As the day moved towards evening, people started filtering out of the manor without being replaced. Eventually, it was just Karad, two other people from the Garrison, and the guy who ran the Collectors, Melmir.
I’d snuck around and figured out which servant’s room shared a wall with the parlor. Their voices were muted, but I could hear the conversation through the wood and plaster.
“What’s taking those two so long?” Melmir asked.
“Work to be done. They’ll be here soon,” Karad said.
“They should have already been here.”
“What do you want me to do, go out and drag them in by their ears?” Karad asked.
“You could send your two men there to go find them and escort them here,” Melmir said.
“I could, yes. Let me ask though, do you know who or what killed Lord Noctra? Are you confident that you can defend yourself if they come back?”
“I…” Melmir faltered. “Fine, we’ll continue to waste time. It’s not like I have anything better to do, right?”
“Melmir, I’ve seen how little you do. You oversee seven people and none of them need it. Iskara isn’t even here right now, ancestors only know where she’s gotten off to.”
Minutes ticked by and eventually, the parlor opened. A new voice joined the group, saying, “I’m not the last one here? I thought for sure I would be.”
“If only,” Melmir grumbled. “I’m sure you have a good excuse.”
“I take my job seriously,” the newcomer said. “And seeing as to how something from outside the barrier may have gotten in and murdered Lord Noctra, it’s been quite a day organizing my Wardens to account for extra shifts and overlapping patrol routes. We can’t all sit around doing nothing like you, Melmir.”
“I don’t just sit around all day,” Melmir sputtered while the other two men laughed.
The laughter was short-lived, and Karad asked, “Have you found anything out there?”

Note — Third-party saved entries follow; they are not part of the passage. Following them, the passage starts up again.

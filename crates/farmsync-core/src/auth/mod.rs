//! Bearer token storage.
//!
//! - `CredentialStore`: OS keychain access via keyring
//! - `TokenProvider`: how the sync engine and data service obtain the current
//!   token (`KeyringToken` in the app, `StaticToken` for overrides and tests)

pub mod credentials;

pub use credentials::{CredentialStore, KeyringToken, StaticToken, TokenProvider};
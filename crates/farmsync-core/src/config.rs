//! Application configuration management.
//!
//! Configuration is stored at `~/.config/farmsync/config.json`; the offline
//! store lives under the platform data directory.

use std::path::PathBuf;
use std::time::Duration;

use anyhow::Result;
use serde::{Deserialize, Serialize};

use crate::sync::SyncConfig;

/// Application name used for config/data directory paths
const APP_NAME: &str = "farmsync";

/// Config file name
const CONFIG_FILE: &str = "config.json";

const DEFAULT_API_BASE: &str = "http://localhost:8000/api";

/// Environment overrides, read by `apply_env`.
pub const ENV_API_BASE: &str = "FARMSYNC_API_BASE";
pub const ENV_TOKEN: &str = "FARMSYNC_TOKEN";

#[derive(Debug, Clone, Copy, PartialEq, Eq, Serialize, Deserialize)]
pub struct DailySummary {
    pub hour: u32,
    pub minute: u32,
}

#[derive(Debug, Clone, PartialEq, Serialize, Deserialize)]
#[serde(default)]
pub struct Config {
    pub api_base: String,
    pub task_reminder_lead_minutes: i64,
    pub sync_item_delay_ms: u64,
    pub request_timeout_secs: u64,
    pub probe_interval_secs: u64,
    pub daily_summary: Option<DailySummary>,
    pub last_username: Option<String>,
}

impl Default for Config {
    fn default() -> Self {
        Self {
            api_base: DEFAULT_API_BASE.to_string(),
            task_reminder_lead_minutes: 30,
            sync_item_delay_ms: crate::sync::ITEM_DELAY_MS,
            request_timeout_secs: crate::api::DEFAULT_REQUEST_TIMEOUT_SECS,
            probe_interval_secs: 10,
            daily_summary: None,
            last_username: None,
        }
    }
}

impl Config {
    pub fn load() -> Result<Self> {
        Self::load_from(&Self::config_path()?)
    }

    pub fn load_from(path: &std::path::Path) -> Result<Self> {
        if path.exists() {
            let contents = std::fs::read_to_string(path)?;
            Ok(serde_json::from_str(&contents)?)
        } else {
            Ok(Self::default())
        }
    }

    pub fn save(&self) -> Result<()> {
        self.save_to(&Self::config_path()?)
    }

    pub fn save_to(&self, path: &std::path::Path) -> Result<()> {
        if let Some(parent) = path.parent() {
            std::fs::create_dir_all(parent)?;
        }
        let contents = serde_json::to_string_pretty(self)?;
        std::fs::write(path, contents)?;
        Ok(())
    }

    pub fn config_path() -> Result<PathBuf> {
        let config_dir = dirs::config_dir()
            .ok_or_else(|| anyhow::anyhow!("Could not find config directory"))?;
        Ok(config_dir.join(APP_NAME).join(CONFIG_FILE))
    }

    /// Directory backing the offline `FileStore`.
    pub fn data_dir() -> Result<PathBuf> {
        let data_dir = dirs::data_dir()
            .ok_or_else(|| anyhow::anyhow!("Could not find data directory"))?;
        Ok(data_dir.join(APP_NAME))
    }

    /// Apply `FARMSYNC_API_BASE` if set.
    pub fn apply_env(&mut self) {
        if let Ok(base) = std::env::var(ENV_API_BASE) {
            if !base.trim().is_empty() {
                self.api_base = base.trim().to_string();
            }
        }
    }

    /// Token from `FARMSYNC_TOKEN`, if set and non-empty.
    pub fn env_token() -> Option<String> {
        std::env::var(ENV_TOKEN).ok().filter(|t| !t.trim().is_empty())
    }

    pub fn sync_config(&self) -> SyncConfig {
        SyncConfig {
            item_delay: Duration::from_millis(self.sync_item_delay_ms),
            ..SyncConfig::default()
        }
    }

    pub fn request_timeout(&self) -> Duration {
        Duration::from_secs(self.request_timeout_secs)
    }

    pub fn probe_interval(&self) -> Duration {
        Duration::from_secs(self.probe_interval_secs.max(1))
    }
}

#[cfg(test)]
mod tests {
    use super::*;

    #[test]
    fn test_missing_file_gives_defaults() {
        let dir = tempfile::tempdir().unwrap();
        let config = Config::load_from(&dir.path().join("config.json")).unwrap();
        assert_eq!(config, Config::default());
        assert_eq!(config.task_reminder_lead_minutes, 30);
        assert_eq!(config.sync_item_delay_ms, 500);
        assert_eq!(config.request_timeout_secs, 15);
    }

    #[test]
    fn test_partial_file_fills_defaults() {
        let dir = tempfile::tempdir().unwrap();
        let path = dir.path().join("config.json");
        std::fs::write(
            &path,
            r#"{"api_base":"https://farm.example/api","daily_summary":{"hour":6,"minute":15}}"#,
        )
        .unwrap();

        let config = Config::load_from(&path).unwrap();
        assert_eq!(config.api_base, "https://farm.example/api");
        assert_eq!(config.daily_summary, Some(DailySummary { hour: 6, minute: 15 }));
        assert_eq!(config.probe_interval_secs, 10);
    }

    #[test]
    fn test_save_and_reload() {
        let dir = tempfile::tempdir().unwrap();
        let path = dir.path().join("nested").join("config.json");
        let config = Config {
            last_username: Some("wanjiru".to_string()),
            sync_item_delay_ms: 0,
            ..Config::default()
        };
        config.save_to(&path).unwrap();

        let loaded = Config::load_from(&path).unwrap();
        assert_eq!(loaded, config);
        assert!(loaded.sync_config().item_delay.is_zero());
    }
}
//! Persistent queue of mutations awaiting delivery to the server.
//!
//! Items are appended by the farm data service whenever the user changes
//! something, and removed by the sync engine once the server accepts them or
//! their retries are exhausted.

pub mod item;
pub mod mutation;
pub mod sync_queue;

pub use item::{EntityType, HttpMethod, SyncAction, SyncQueueItem};
pub use mutation::{CheckupMutation, Mutation, TaskMutation, VaccinationMutation};
pub use sync_queue::SyncQueue;
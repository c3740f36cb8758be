//! REST API client module for the farm backend.
//!
//! `ApiClient` fetches tasks, vaccinations, checkups and the vet directory,
//! and implements `RemoteApi`, the seam the sync engine replays queued
//! mutations through. All requests carry `Authorization: Bearer {token}`.

pub mod client;
pub mod error;

pub use client::{ApiClient, RemoteApi, DEFAULT_REQUEST_TIMEOUT_SECS};
pub use error::ApiError;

The third man, who I assumed to be Solidaire, said, “Other than Sellis and his family returning to the village? No. If the story one of my men told me is true, they’ve got some magic to them now. He was going to bring them in, and the next thing he knew, he woke up from a long nap near dawn with them nowhere to be found.”

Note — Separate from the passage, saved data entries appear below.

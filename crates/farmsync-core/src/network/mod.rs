//! Network reachability tracking.
//!
//! `ReachabilityMonitor` holds the online/offline flag, fans transitions out
//! to subscribers, and publishes reconnect events the sync engine listens
//! for. `ConnectivitySource` implementations feed it observations.

pub mod monitor;
pub mod source;

pub use monitor::{ReachabilityEvent, ReachabilityMonitor, Subscription};
pub use source::{ConnectivitySource, ProbeSource, StaticSource};
//! Offline-first sync and local reminders for the farm app.
//!
//! Reads go through `service::FarmData`, which serves cached data when the
//! API is unreachable. Mutations are applied to the cache immediately and
//! queued; the `sync::SyncEngine` replays the queue whenever the
//! `network::ReachabilityMonitor` reports a reconnect. The
//! `notify::NotificationScheduler` registers local reminders for tasks,
//! vaccinations and checkups regardless of connectivity.

pub mod api;
pub mod auth;
pub mod cache;
pub mod config;
pub mod models;
pub mod network;
pub mod notify;
pub mod queue;
pub mod service;
pub mod store;
pub mod sync;

pub use config::Config;
pub use service::{DataSource, FarmData, Fetched, SubmitReceipt};
use std::collections::HashMap;
use std::sync::atomic::{AtomicU64, Ordering};
use std::sync::{Arc, Mutex, MutexGuard};

use async_trait::async_trait;
use chrono::{DateTime, Utc};
use serde::Serialize;
use tokio::sync::mpsc;
use tokio::task::JoinHandle;
use tracing::{debug, info};

use super::notifier::{NotificationChannel, Notifier, NotifyError, Priority, ScheduledReminder};

/// A notification that reached the user.
#[derive(Debug, Clone, PartialEq, Serialize)]
pub struct DeliveredNotification {
    pub identifier: String,
    pub title: String,
    pub body: String,
    pub priority: Priority,
    pub payload: serde_json::Value,
    pub delivered_at: DateTime<Utc>,
}

impl DeliveredNotification {
    fn from_reminder(reminder: ScheduledReminder) -> Self {
        Self {
            identifier: reminder.identifier,
            title: reminder.title,
            body: reminder.body,
            priority: reminder.priority,
            payload: reminder.payload,
            delivered_at: Utc::now(),
        }
    }
}

struct Timer {
    generation: u64,
    reminder: ScheduledReminder,
    handle: JoinHandle<()>,
}

type Timers = Arc<Mutex<HashMap<String, Timer>>>;

fn lock(timers: &Timers) -> MutexGuard<'_, HashMap<String, Timer>> {
    timers.lock().unwrap_or_else(|p| p.into_inner())
}

/// In-process notification backend.
///
/// Each scheduled reminder is a tokio task sleeping until `fires_at`;
/// delivery means sending a `DeliveredNotification` down the channel
/// returned by `new`. Re-scheduling an identifier aborts its old task.
/// Timers do not survive the process.
pub struct TimerNotifier {
    permission: bool,
    timers: Timers,
    generation: AtomicU64,
    delivered: mpsc::UnboundedSender<DeliveredNotification>,
}

impl TimerNotifier {
    pub fn new() -> (Self, mpsc::UnboundedReceiver<DeliveredNotification>) {
        Self::with_permission(true)
    }

    /// Backend whose permission prompt answers `permission`.
    pub fn with_permission(
        permission: bool,
    ) -> (Self, mpsc::UnboundedReceiver<DeliveredNotification>) {
        let (tx, rx) = mpsc::unbounded_channel();
        let notifier = Self {
            permission,
            timers: Arc::new(Mutex::new(HashMap::new())),
            generation: AtomicU64::new(0),
            delivered: tx,
        };
        (notifier, rx)
    }

    /// Reminders waiting to fire, soonest first.
    pub fn pending(&self) -> Vec<ScheduledReminder> {
        let mut pending: Vec<ScheduledReminder> =
            lock(&self.timers).values().map(|t| t.reminder.clone()).collect();
        pending.sort_by_key(|r| r.fires_at);
        pending
    }

    pub fn is_scheduled(&self, identifier: &str) -> bool {
        lock(&self.timers).contains_key(identifier)
    }
}

impl Drop for TimerNotifier {
    fn drop(&mut self) {
        for (_, timer) in lock(&self.timers).drain() {
            timer.handle.abort();
        }
    }
}

#[async_trait]
impl Notifier for TimerNotifier {
    fn is_supported(&self) -> bool {
        true
    }

    async fn request_permission(&self) -> bool {
        self.permission
    }

    async fn configure_channel(&self, channel: &NotificationChannel) -> Result<(), NotifyError> {
        debug!(channel = channel.id, "Notification channel ready");
        Ok(())
    }

    async fn schedule(&self, reminder: ScheduledReminder) -> Result<(), NotifyError> {
        let generation = self.generation.fetch_add(1, Ordering::SeqCst);
        let delay = (reminder.fires_at - Utc::now())
            .to_std()
            .unwrap_or_default();

        let identifier = reminder.identifier.clone();
        let task_reminder = reminder.clone();
        let timers = self.timers.clone();
        let tx = self.delivered.clone();

        // Holding the lock across spawn keeps the task from finishing before
        // its entry exists.
        let mut guard = lock(&self.timers);
        let handle = tokio::spawn(async move {
            tokio::time::sleep(delay).await;
            {
                let mut map = lock(&timers);
                match map.get(&task_reminder.identifier) {
                    Some(t) if t.generation == generation => {
                        map.remove(&task_reminder.identifier);
                    }
                    _ => return,
                }
            }
            info!(id = %task_reminder.identifier, "Delivering reminder");
            let _ = tx.send(DeliveredNotification::from_reminder(task_reminder));
        });

        if let Some(old) = guard.insert(
            identifier.clone(),
            Timer {
                generation,
                reminder,
                handle,
            },
        ) {
            old.handle.abort();
            debug!(id = %identifier, "Replaced scheduled reminder");
        }
        Ok(())
    }

    async fn present(&self, reminder: ScheduledReminder) -> Result<(), NotifyError> {
        info!(id = %reminder.identifier, "Presenting notification");
        self.delivered
            .send(DeliveredNotification::from_reminder(reminder))
            .map_err(|_| NotifyError::Backend("delivery channel closed".into()))
    }

    async fn cancel(&self, identifier: &str) -> Result<(), NotifyError> {
        if let Some(timer) = lock(&self.timers).remove(identifier) {
            timer.handle.abort();
            debug!(id = identifier, "Cancelled reminder");
        }
        Ok(())
    }

    async fn cancel_all(&self) -> Result<(), NotifyError> {
        let mut timers = lock(&self.timers);
        let count = timers.len();
        for (_, timer) in timers.drain() {
            timer.handle.abort();
        }
        debug!(count, "Cancelled all reminders");
        Ok(())
    }
}
use std::collections::HashMap;

use async_trait::async_trait;
use tokio::sync::RwLock;

use super::{KeyValueStore, StoreResult};

/// In-memory store. Contents vanish with the process.
#[derive(Debug, Default)]
pub struct MemoryStore {
    entries: RwLock<HashMap<String, String>>,
}

impl MemoryStore {
    pub fn new() -> Self {
        Self::default()
    }
}

#[async_trait]
impl KeyValueStore for MemoryStore {
    async fn get(&self, key: &str) -> StoreResult<Option<String>> {
        Ok(self.entries.read().await.get(key).cloned())
    }

    async fn set(&self, key: &str, value: &str) -> StoreResult<()> {
        self.entries
            .write()
            .await
            .insert(key.to_string(), value.to_string());
        Ok(())
    }

    async fn remove(&self, key: &str) -> StoreResult<()> {
        self.entries.write().await.remove(key);
        Ok(())
    }

    async fn keys(&self) -> StoreResult<Vec<String>> {
        Ok(self.entries.read().await.keys().cloned().collect())
    }
}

“That’s troubling. When did Sellis become a mage?” Karad asked. “Just what happened to him out in the wastes?”
“Please, there’s no way that man learned how to do magic in secret,” Melmir said. “It’s been twenty-five years since the last time a spirit blessed someone that way. Sellis was barely a baby.”
“Isn’t Lord Noctra’s assistant able to do some spells despite not being a mage?” Karad asked.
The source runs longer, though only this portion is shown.